Ovviamente, (ri)partendo dal mercato. Come scritto anche su queste pagine nelle scorse (LEGGI QUI), è utile ribadirlo: al ds Daniele Pradè il compito di sistemare nella finestra invernale quelle falle, alcune particolarmente vistose - leggasi alla voce "attaccante di peso che segni regolarmente" - emerse dalla squadra che ha costruito nella scorsa estate. Vero anche però che prima dell'avvio della sessione di trasferimenti e della conclusione dell'anno solare, ci saranno due partite da disputare, entrambe particolarmente complicate: Inter e Roma. Montella, che si gioca il futuro in questi due incontri, spera di poterle affrontare dotato della sua arma migliore, quella che ha più splenduto in questo inizio di stagione. L'appiglio ha un nome ed un cognome: Franck Ribery.
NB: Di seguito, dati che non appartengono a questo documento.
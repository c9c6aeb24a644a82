//! Implements the `Ledger` trait using in-memory data.

use crate::api::Ledger;
use crate::model::LedgerData;
use crate::Result;
use anyhow::anyhow;
use std::collections::HashMap;

/// Serves fixed data per project. A project that was never added fails like an unreachable
/// server would.
#[derive(Debug, Default, Clone)]
pub(crate) struct MemoryLedger {
    projects: HashMap<String, LedgerData>,
}

impl MemoryLedger {
    pub(crate) fn new() -> Self {
        Self::default()
    }

    pub(crate) fn with_project(mut self, project: impl Into<String>, data: LedgerData) -> Self {
        self.projects.insert(project.into(), data);
        self
    }
}

#[async_trait::async_trait]
impl Ledger for MemoryLedger {
    async fn get_data(&mut self, project: &str) -> Result<LedgerData> {
        self.projects
            .get(project)
            .cloned()
            .ok_or_else(|| anyhow!("Project '{project}' not found"))
    }
}
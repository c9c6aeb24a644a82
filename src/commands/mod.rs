//! Command handlers for the ledger-tree CLI.
//!
//! This module contains implementations for all CLI subcommands.

mod export;
mod init;
mod months;
mod tree;

use crate::api::Ledger;
use crate::args::ViewArgs;
use crate::error::{ErrorType, IntoResult};
use crate::model::{LedgerData, MonthKey};
use crate::tree::Query;
use crate::{Config, Result};
use anyhow::Context;
use serde::Serialize;
use std::collections::BTreeSet;
use std::fmt::Debug;
use tracing::{debug, info};

pub use export::{export, Exported};
pub use init::init;
pub use months::months;
pub use tree::{tree, TreeView, ViewNode};

/// The output type for a command. This allows the command to return a consistent message and,
/// optionally, structured data.
#[derive(Debug, Clone, Serialize)]
pub struct Out<T>
where
    T: Serialize + Clone + Debug,
{
    /// A message that can be printed to the user regarding the outcome of the command execution.
    message: String,

    /// Any structured data that needs to be output from the call.
    structure: Option<T>,
}

impl<T, S> From<S> for Out<T>
where
    T: Debug + Clone + Serialize,
    S: Into<String>,
{
    fn from(value: S) -> Self {
        Out::new_message(value)
    }
}

impl<T> Out<T>
where
    T: Serialize + Clone + Debug,
{
    /// Create a new `Out` object that has `Some(structure)`.
    pub fn new<S>(message: S, structure: T) -> Self
    where
        S: Into<String>,
    {
        Self {
            message: message.into(),
            structure: Some(structure),
        }
    }

    /// Create a new `Out` object that has `None` for `structure`.
    pub fn new_message<S>(message: S) -> Self
    where
        S: Into<String>,
    {
        Self {
            message: message.into(),
            structure: None,
        }
    }

    /// Get the `message`.
    pub fn message(&self) -> &str {
        &self.message
    }

    /// Get the structured data stored in `structure`.
    pub fn structure(&self) -> Option<&T> {
        self.structure.as_ref()
    }

    /// Print the message to `info!` and the structured data (if it exists) as JSON to `debug!`.
    pub fn print(&self) {
        info!("{}", self.message);
        if let Some(structure) = self.structure() {
            if let Ok(json) = serde_json::to_string_pretty(structure) {
                debug!("Command output:\n\n{json}\n\n");
            }
        }
    }
}

/// Fetches a project's ledger data, tagging any failure as a fetch error.
async fn fetch(ledger: &mut (dyn Ledger + Send), project: &str) -> Result<LedgerData> {
    let data = ledger
        .get_data(project)
        .await
        .with_context(|| format!("Unable to fetch the ledger data of project '{project}'"))
        .pub_result(ErrorType::Fetch)?;
    debug!(
        "Fetched {} records for project {project}",
        data.records.len()
    );
    Ok(data)
}

/// Builds the tree query from the command line, falling back to the configured sort.
fn query(view: &ViewArgs, config: &Config) -> Result<Query> {
    let months = view
        .months()
        .iter()
        .map(|m| m.parse::<MonthKey>())
        .collect::<Result<BTreeSet<MonthKey>>>()
        .pub_result(ErrorType::Request)?;
    Ok(Query {
        months,
        search: view.search().unwrap_or_default().to_string(),
        sort: view.sort().unwrap_or_else(|| config.sort()),
    })
}
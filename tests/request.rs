use http_fetch::{
    body::{Body, JSON},
    error::{AccumulationErr, Error, ParseErr},
    request::{self, Method, RequestConfig},
};
use serde_json::json;
use std::net::SocketAddr;
use tokio::{
    io::{AsyncReadExt, AsyncWriteExt},
    net::{TcpListener, TcpStream},
    task::JoinHandle,
    time::{timeout, Duration},
};

fn init() {
    let _ = env_logger::builder().is_test(true).try_init();
}

fn find(haystack: &[u8], needle: &[u8]) -> Option<usize> {
    haystack.windows(needle.len()).position(|w| w == needle)
}

async fn read_request(stream: &mut TcpStream) -> Vec<u8> {
    let mut buf = Vec::new();
    let mut chunk = [0; 1024];

    loop {
        if let Some(end) = find(&buf, b"\r\n\r\n") {
            let head = String::from_utf8_lossy(&buf[..end]).to_lowercase();
            let len = head
                .lines()
                .find_map(|l| l.strip_prefix("content-length:"))
                .map(|v| v.trim().parse::<usize>().unwrap())
                .unwrap_or(0);

            if buf.len() >= end + 4 + len {
                return buf;
            }
        }

        let n = stream.read(&mut chunk).await.unwrap();
        if n == 0 {
            return buf;
        }
        buf.extend_from_slice(&chunk[..n]);
    }
}

/// Serves `response` to a single client and returns the raw request it sent.
async fn serve(response: &'static [u8]) -> (SocketAddr, JoinHandle<String>) {
    let listener = TcpListener::bind("127.0.0.1:0").await.unwrap();
    let addr = listener.local_addr().unwrap();

    let handle = tokio::spawn(async move {
        let (mut stream, _) = listener.accept().await.unwrap();
        let request = read_request(&mut stream).await;

        stream.write_all(response).await.unwrap();
        stream.shutdown().await.unwrap();

        // wait for the client to hang up
        let mut rest = vec![];
        let _ = stream.read_to_end(&mut rest).await;

        String::from_utf8(request).unwrap()
    });

    (addr, handle)
}

#[tokio::test]
async fn get_plain_text() {
    init();
    let (addr, server) =
        serve(b"HTTP/1.1 200 OK\r\nContent-Type: text/plain\r\nContent-Length: 5\r\n\r\nhello").await;

    let res = request::get(format!("http://{}/path?q=1", addr)).await.unwrap();
    let sent = server.await.unwrap();

    assert_eq!(u16::from(res.status_code()), 200);
    assert_eq!(res.body, "hello");
    assert_eq!(res.headers.get("content-type"), Some(&"text/plain".to_string()));

    assert!(sent.starts_with("GET /path?q=1 HTTP/1.1\r\n"));
    assert!(sent.contains(&format!("Host: {}\r\n", addr)));
    assert!(sent.contains("Content-Length: 0\r\n"));
    assert!(sent.contains("Connection: close\r\n"));
}

#[tokio::test]
async fn post_json_fields() {
    init();
    let (addr, server) = serve(b"HTTP/1.1 201 Created\r\nContent-Length: 2\r\n\r\nok").await;

    let body: Body = vec![("a", json!(1))].into_iter().collect();
    let config = RequestConfig::new()
        .method(Method::POST)
        .header("Content-Type", JSON);

    let res = request::request(format!("http://{}/items", addr), config, body)
        .unwrap()
        .await
        .unwrap();
    let sent = server.await.unwrap();

    assert_eq!(u16::from(res.status_code()), 201);
    assert_eq!(res.body, "ok");
    assert!(sent.starts_with("POST /items HTTP/1.1\r\n"));
    assert!(sent.contains("Content-Length: 7\r\n"));
    assert!(sent.ends_with("\r\n\r\n{\"a\":1}"));
}

#[tokio::test]
async fn post_form_fields() {
    init();
    let (addr, server) = serve(b"HTTP/1.1 200 OK\r\nContent-Length: 0\r\n\r\n").await;

    let body: Body = vec![("name", json!("James Jay"))].into_iter().collect();
    let config = RequestConfig::new()
        .method(Method::POST)
        .header("content-type", "application/x-www-form-urlencoded; charset=utf-8");

    let res = request::request(format!("http://{}/form", addr), config, body)
        .unwrap()
        .await
        .unwrap();
    let sent = server.await.unwrap();

    assert!(res.body.is_empty());
    assert!(sent.contains("Content-Length: 14\r\n"));
    assert!(sent.ends_with("\r\n\r\nname=James+Jay"));
}

#[tokio::test]
async fn raw_body_keeps_content_length() {
    init();
    let (addr, server) = serve(b"HTTP/1.1 200 OK\r\nContent-Length: 0\r\n\r\n").await;

    let config = RequestConfig::new()
        .method(Method::PUT)
        .header("Content-Length", "5");

    request::request(format!("http://{}/", addr), config, Body::from("hello"))
        .unwrap()
        .await
        .unwrap();
    let sent = server.await.unwrap();

    assert!(sent.starts_with("PUT / HTTP/1.1\r\n"));
    assert_eq!(sent.matches("Content-Length").count(), 1);
    assert!(sent.ends_with("hello"));
}

#[tokio::test]
async fn chunked_response() {
    init();
    let (addr, server) = serve(
        b"HTTP/1.1 200 OK\r\nTransfer-Encoding: chunked\r\n\r\n\
          2\r\nab\r\n2\r\ncd\r\n2\r\nef\r\n0\r\n\r\n",
    )
    .await;

    let res = request::get(format!("http://{}/", addr)).await.unwrap();
    server.await.unwrap();

    assert_eq!(res.body, "abcdef");
}

#[tokio::test]
async fn body_until_close() {
    init();
    let (addr, server) = serve(b"HTTP/1.0 200 OK\r\n\r\nread to the end").await;

    let res = request::get(format!("http://{}/", addr)).await.unwrap();
    server.await.unwrap();

    assert_eq!(res.body, "read to the end");
}

#[tokio::test]
async fn error_status_resolves() {
    init();
    let (addr, server) =
        serve(b"HTTP/1.1 404 Not Found\r\nContent-Length: 7\r\n\r\nmissing").await;

    let res = request::get(format!("http://{}/nope", addr)).await.unwrap();
    server.await.unwrap();

    assert!(res.status_code().is_client_err());
    assert_eq!(res.body, "missing");
}

#[tokio::test]
async fn head_has_no_body() {
    init();
    let (addr, server) = serve(b"HTTP/1.1 200 OK\r\nContent-Length: 5\r\n\r\n").await;

    let res = request::head(format!("http://{}/", addr)).await.unwrap();
    let sent = server.await.unwrap();

    assert!(sent.starts_with("HEAD / HTTP/1.1\r\n"));
    assert_eq!(res.headers.get("Content-Length"), Some(&"5".to_string()));
    assert!(res.body.is_empty());
}

#[tokio::test]
async fn truncated_body_fails() {
    init();
    let (addr, server) = serve(b"HTTP/1.1 200 OK\r\nContent-Length: 10\r\n\r\nhello").await;

    let err = request::get(format!("http://{}/", addr)).await.unwrap_err();
    server.await.unwrap();

    assert!(matches!(err, Error::Accumulation(AccumulationErr::Stream(_))));
}

#[tokio::test]
async fn invalid_utf8_body_replaced() {
    init();
    let (addr, server) = serve(b"HTTP/1.1 200 OK\r\nContent-Length: 4\r\n\r\ncaf\xe9").await;

    let res = request::get(format!("http://{}/", addr)).await.unwrap();
    server.await.unwrap();

    assert_eq!(res.body, "caf\u{fffd}");
}

#[tokio::test]
async fn huge_chunk_size_fails() {
    init();
    let (addr, server) = serve(
        b"HTTP/1.1 200 OK\r\nTransfer-Encoding: chunked\r\n\r\n\
          7fffffffffffffff\r\nab\r\n0\r\n\r\n",
    )
    .await;

    let err = request::get(format!("http://{}/", addr)).await.unwrap_err();
    server.await.unwrap();

    assert!(matches!(err, Error::Accumulation(AccumulationErr::Stream(_))));
}

#[tokio::test]
async fn oversized_head_fails() {
    init();
    let listener = TcpListener::bind("127.0.0.1:0").await.unwrap();
    let addr = listener.local_addr().unwrap();

    let server = tokio::spawn(async move {
        let (mut stream, _) = listener.accept().await.unwrap();
        read_request(&mut stream).await;

        stream.write_all(b"HTTP/1.1 200 OK\r\nX-Big: ").await.unwrap();
        let filler = vec![b'a'; 64 * 1024];
        // the client stops reading once the limit is hit
        for _ in 0..64 {
            if stream.write_all(&filler).await.is_err() {
                break;
            }
        }
    });

    let err = timeout(Duration::from_secs(5), request::get(format!("http://{}/", addr)))
        .await
        .expect("head size limit not enforced")
        .unwrap_err();
    server.abort();

    assert!(matches!(err, Error::Parse(ParseErr::HeadersErr)));
}

#[tokio::test]
async fn dropped_request_closes_connection() {
    init();
    let listener = TcpListener::bind("127.0.0.1:0").await.unwrap();
    let addr = listener.local_addr().unwrap();

    let server = tokio::spawn(async move {
        let (mut stream, _) = listener.accept().await.unwrap();
        read_request(&mut stream).await;

        stream
            .write_all(b"HTTP/1.1 200 OK\r\nContent-Length: 10\r\n\r\nab")
            .await
            .unwrap();

        // the rest of the body never comes; wait for the client to hang up
        let mut rest = vec![];
        timeout(Duration::from_secs(2), stream.read_to_end(&mut rest)).await
    });

    let pending = timeout(
        Duration::from_millis(300),
        request::get(format!("http://{}/", addr)),
    )
    .await;
    assert!(pending.is_err());

    let closed = server.await.unwrap();
    assert!(closed.is_ok(), "connection still open after the request was dropped");
}

#[tokio::test]
async fn connection_refused() {
    init();
    let listener = TcpListener::bind("127.0.0.1:0").await.unwrap();
    let addr = listener.local_addr().unwrap();
    drop(listener);

    let err = request::get(format!("http://{}/", addr)).await.unwrap_err();

    assert!(err.is_transport());
}

#[test]
fn rejected_without_io() {
    assert!(matches!(
        request::request("ftp://127.0.0.1/", RequestConfig::new(), Body::Empty),
        Err(Error::UnsupportedProtocol(_))
    ));
    assert!(matches!(
        request::request("not an address", RequestConfig::new(), Body::Empty),
        Err(Error::InvalidUrl(_))
    ));

    let fields: Body = vec![("a", json!(1))].into_iter().collect();
    let config = RequestConfig::new().header("Content-Type", "text/plain");
    assert!(matches!(
        request::request("http://127.0.0.1/", config, fields),
        Err(Error::Encode(_))
    ));
}

#[cfg(feature = "auth")]
#[tokio::test]
async fn credentials_in_address() {
    init();
    let (addr, server) = serve(b"HTTP/1.1 204 No Content\r\n\r\n").await;

    let res = request::get(format!("http://foo:bar@{}/", addr)).await.unwrap();
    let sent = server.await.unwrap();

    assert_eq!(u16::from(res.status_code()), 204);
    assert!(sent.contains("Authorization: Basic Zm9vOmJhcg==\r\n"));
}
Per carità, anche il solo recupero di Pezzella già di per sé è da considerarsi significativo, ma avere o meno a disposizione l'ex Bayern fa tutta la differenza del mondo, e questo concetto è stato reso piuttosto evidente dalle disastrose prestazioni della Fiorentina quando si è ritrovata sprovvista del suo asso: una squadra confusa, timida e per gran parte degli incontri incapace persino di creare occasioni da gol in numero sufficiente. In tal senso Ribery sta provando l'ennesimo numero della sua carriera, nel tentativo di recuperare in anticipo rispetto ai tempi prestabiliti, magari già domenica sera con l'Inter, per cercare di tirare fuori dalle acque pericolose la Fiorentina. Perché anche un solo punto, arrivati a questa fase dei giochi, potrebbe rivelarsi determinante nel fare distinzione tra crisi totale e possibilità di venirne fuori senza rischiare di ritrovarsi immersi per la seconda stagione consecutiva a fare la lotta in quella zona rossa cui ormai la tifoseria viola era disabituata da tempo.